Arthur Thomas Gietzelt, AO (28 December 1920 – 5 January 2014) was an Australian politician and minister.

Arthur Gietzelt was born in San Francisco of Australian-born parents, and educated at Hurstville High School in south-western Sydney. He served in the armed forces in New Guinea during World War II from 1941 to 1946 along with his younger brother Ray Gietzelt.

Later, Gietzelt served 15 years (1956–1971) in local government as a councillor of Sutherland Shire Council; for nine of those years he was shire president or mayor. As part of the council, he opposed the creation of a second Sydney airport at Towra Point. He was elected as a Senator for New South Wales at the 1970 Senate election.

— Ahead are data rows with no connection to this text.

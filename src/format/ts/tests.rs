use super::*;
use crate::error::CaptureError;

#[test]
fn test_packet_header_fields() {
    let mut pkt = TsPacket::with_pid(0x1abc);
    assert!(pkt.sync_ok());
    assert_eq!(pkt.pid(), 0x1abc);

    pkt.set_continuity_counter(0x1f);
    assert_eq!(pkt.continuity_counter(), 0x0f);
    // PID bits survive the counter update
    assert_eq!(pkt.pid(), 0x1abc);

    pkt.set_pid(PID_NULL);
    assert_eq!(pkt.pid(), 0x1fff);
}

#[test]
fn test_packet_from_slice() {
    let mut data = vec![0u8; TS_PACKET_SIZE];
    data[0] = SYNC_BYTE;
    data[1] = 0x41; // PUSI + PID high bits
    data[2] = 0x00;
    let pkt = TsPacket::from_slice(&data).unwrap();
    assert_eq!(pkt.pid(), 0x100);

    assert!(matches!(
        TsPacket::from_slice(&data[..TS_PACKET_SIZE - 1]),
        Err(CaptureError::TruncatedPacket(187))
    ));
}

#[test]
fn test_sync_check() {
    let pkt = TsPacket::new();
    assert!(!pkt.sync_ok());
    assert!(matches!(pkt.check_sync(), Err(CaptureError::Sync(0))));
    assert!(TsPacket::with_pid(PID_PAT).check_sync().is_ok());
}
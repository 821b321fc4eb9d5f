//! # Linux DVB devices
//!
//! Thin wrappers over the kernel DVB API used by the RF source:
//!
//! - [`Frontend`]: tune to a multiplex and wait for lock
//! - [`DemuxFilter`]: restrict the demux to a PID set and route packets to
//!   the DVR device or to the filter descriptor itself
//!
//! Both own their file descriptors; dropping them releases the kernel state.

use crate::error::CaptureError;
use std::fmt;
use std::str::FromStr;

/// Demux PES filter
pub mod demux;

/// Frontend tuning and lock detection
pub mod frontend;
mod sys;

pub use demux::{DemuxFilter, DemuxOutput};
pub use frontend::{FeStatus, Frontend, TuneParams};

/// Delivery system, as given by the `-sys` flag.
#[derive(Debug, Clone, Copy, PartialEq, Eq)]
pub enum DeliverySystem {
    /// `t`
    DvbT,
    /// `s`
    DvbS,
    /// `s2`
    DvbS2,
    /// `ca`
    DvbCAnnexA,
    /// `cb`
    DvbCAnnexB,
    /// `cc`
    DvbCAnnexC,
}

impl DeliverySystem {
    /// DVB-S or DVB-S2.
    pub fn is_satellite(self) -> bool {
        matches!(self, DeliverySystem::DvbS | DeliverySystem::DvbS2)
    }

    /// Any DVB-C annex.
    pub fn is_cable(self) -> bool {
        matches!(
            self,
            DeliverySystem::DvbCAnnexA | DeliverySystem::DvbCAnnexB | DeliverySystem::DvbCAnnexC
        )
    }

    fn to_sys(self) -> u32 {
        match self {
            DeliverySystem::DvbT => sys::SYS_DVBT,
            DeliverySystem::DvbS => sys::SYS_DVBS,
            DeliverySystem::DvbS2 => sys::SYS_DVBS2,
            DeliverySystem::DvbCAnnexA => sys::SYS_DVBC_ANNEX_A,
            DeliverySystem::DvbCAnnexB => sys::SYS_DVBC_ANNEX_B,
            DeliverySystem::DvbCAnnexC => sys::SYS_DVBC_ANNEX_C,
        }
    }
}

impl FromStr for DeliverySystem {
    type Err = CaptureError;

    fn from_str(s: &str) -> Result<Self, Self::Err> {
        match s {
            "t" => Ok(DeliverySystem::DvbT),
            "s" => Ok(DeliverySystem::DvbS),
            "s2" => Ok(DeliverySystem::DvbS2),
            "ca" => Ok(DeliverySystem::DvbCAnnexA),
            "cb" => Ok(DeliverySystem::DvbCAnnexB),
            "cc" => Ok(DeliverySystem::DvbCAnnexC),
            _ => Err(CaptureError::Usage(format!("unknown delivery system: {}", s))),
        }
    }
}

impl fmt::Display for DeliverySystem {
    fn fmt(&self, f: &mut fmt::Formatter<'_>) -> fmt::Result {
        let name = match self {
            DeliverySystem::DvbT => "DVB-T",
            DeliverySystem::DvbS => "DVB-S",
            DeliverySystem::DvbS2 => "DVB-S2",
            DeliverySystem::DvbCAnnexA => "DVB-C/A",
            DeliverySystem::DvbCAnnexB => "DVB-C/B",
            DeliverySystem::DvbCAnnexC => "DVB-C/C",
        };
        f.write_str(name)
    }
}

/// Satellite polarization; ignored for terrestrial and cable.
#[derive(Debug, Clone, Copy, PartialEq, Eq)]
pub enum Polarization {
    /// `h`, 18 V
    Horizontal,
    /// `v`, 13 V
    Vertical,
}

impl FromStr for Polarization {
    type Err = CaptureError;

    fn from_str(s: &str) -> Result<Self, Self::Err> {
        match s {
            "h" => Ok(Polarization::Horizontal),
            "v" => Ok(Polarization::Vertical),
            _ => Err(CaptureError::Usage(format!("unknown polarization: {}", s))),
        }
    }
}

In 1976 Gietzelt joined Jim Cairns, Barry Egan and Bridget Gilling as a member of the Tribunal on Homosexuals and Discrimination. He was appointed Minister for Veterans' Affairs in March 1983 in the first Hawke Ministry and held that position until July 1987.  He was a joint Father of the Senate from 1987 until his departure from parliament.  He resigned from the Senate in February 1989.

Gietzelt was made an Officer of the Order of Australia in 1992 for "service to the Australian Parliament and to local government".

Gietzelt died on 5 January 2014, aged 93.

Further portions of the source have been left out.